Extended to 20-year horizon due to projected shift in financing mix toward debt.

Benin

December 2020

Upgrade

Breach is only two years and small (and given Benin’s fiscal path).

Bhutan

April 2022

Upgrade

Majority of debt is linked to hydropower project loans from government of India akin to FDI, and the projected improvement of medium-term dynamics is because of hydro exports and revenues.

Cambodia

November 2021

Upgrade

Applies a customized stress scenario based on prepandemic stress test parameters to account for exceptional and transitory factors during 2020 related to the pandemic.

Guinea-Bissau

July 2021

Downgrade

Reflects vulnerabilities from high overall public debt and substantial downside risks to the baseline scenario.

Haiti

December 2019

Downgrade

Extended to 20-year horizon and considers high probability of protracted and substantial threshold breaches from FY34 of the baseline scenario as well as Haiti’s institutional fragility and exceptional vulnerability to natural disasters.

Mali

February 2021

Downgrade

Customized scenario demonstrates Mali’s vulnerability to a change in security conditions or other fiscal pressures that could lead to larger fiscal deficits financed on nonconcessional terms.

Micronesia, Fed. Sts.

October 2021

Downgrade

The forecast horizon informing mechanical risk signals is extended to 20 years to take account of the longer-term implications of a possible fiscal cliff in FY23.

Moldova

December 2021

Upgrade

Stress tests adjusted given the exceptional nature of the largely temporary impact of the pandemic, where 2020 was dropped from the calculations of historical average and variances.

Nepal

December 2021

Upgrade

Judgment applied due to low ratios of present value of PPG external debt to GDP and PPG external debt service to revenue and how remittances, rather than exports, are the major source of foreign exchange to balance the current account and service external debt.

Samoa

March 2021

Downgrade

Extended the projection horizon to 20 years given the high probability of a large and protracted breach under the baseline over the long run due to Samoa’s exposure to frequent natural disasters and the effects of climate change.

Timor-Leste

June 2021

Upgrade

Petroleum Fund is large relative to projected debt levels and debt service requirements, and its assets are liquid and accessible.

Togo

March 2020

Downgrade

Judgment was applied given high domestic debt vulnerabilities.

Source: Independent Evaluation Group.

Note: DSA = Debt Sustainability Analysis; FDI = foreign direct investment; FY = fiscal year; GDP = gross domestic product; PPG = public and publicly guaranteed.
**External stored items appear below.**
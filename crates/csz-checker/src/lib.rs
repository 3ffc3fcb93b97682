//! Checker for collection literals, collection initializers and `lock`
//! statements.
//!
//! This crate walks method bodies and drives the solver's type-level queries:
//! - `ast` - bodies as arenas of already-resolved expressions and statements
//! - `context` - `CheckerContext` / `CheckerState` shared by every module
//! - `expr`, `statements` - expression typing and statement checking
//! - `conversion_classifier` - expression-level conversion classification
//! - `collection_literal` - the element/spread binder
//! - `collection_arguments` - constructor selection for `with(...)` arguments
//! - `collection_initializer` - `new C { ... }` through the same adder machinery
//! - `lock_statement` - structural scope protocol vs. monitor fallback
//! - `lowering` - the lowering planner and plan printer
//! - `facts` - per-node semantic facts consumed by tooling and the emitter
//! - `compilation` - parallel analysis of many bodies
//!
//! Diagnostics are structured `PendingDiagnostic`s; no text is produced here.

pub mod ast;
pub mod cancellation;
pub mod collection_arguments;
pub mod collection_initializer;
pub mod collection_literal;
pub mod compilation;
pub mod context;
pub mod conversion_classifier;
pub mod error;
pub mod expr;
pub mod facts;
pub mod lock_statement;
pub mod lowering;
pub mod nullability;
pub mod statements;

pub use ast::{
    Body, BodyBuilder, BodyId, CollectionElement, ExprId, ExprKind, StmtId, StmtKind, Suspension,
};
pub use cancellation::CancellationToken;
pub use collection_literal::{
    BoundCollection, BoundElement, BoundElementKind, BoundValue, CollectionStrategy, SpreadKind,
};
pub use compilation::{BodyAnalysis, Compilation};
pub use context::{CheckerContext, CheckerState};
pub use error::AnalysisError;
pub use facts::{LiteralFacts, LockFacts, LockPlanKind, SemanticFacts};
pub use lock_statement::{BoundLock, LockStrategy};
pub use lowering::printer::PlanPrinter;
pub use lowering::{Effect, LoweringPlan, LoweringPlanner, LoweringStep};
pub use nullability::{NullabilityFact, NullabilitySink};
  1. The Low-Income Country Debt Sustainability Framework has been jointly reviewed by International Monetary Fund and World Bank staff four times: in 2006, 2009, 2012, and 2017. The 2017 review was informed by a broad external consultation process, including dialogue with country authorities, staff of multilateral banks, members of the Paris Club, and civil society organizations. For the 2017 review, see IDA and IMF 2017b.
  2. The Guidance Notes also indicate how the International Development Association credit-grant allocation is usually determined based on the latest approved Debt Sustainability Analysis available as of the end of June.
  3. Emergency Events Database: The International Disaster Database, prepared by the Centre for Research on the Epidemiology of Disasters; see http://www.emdat.be.
  4. See appendix A for further details on the panel data set.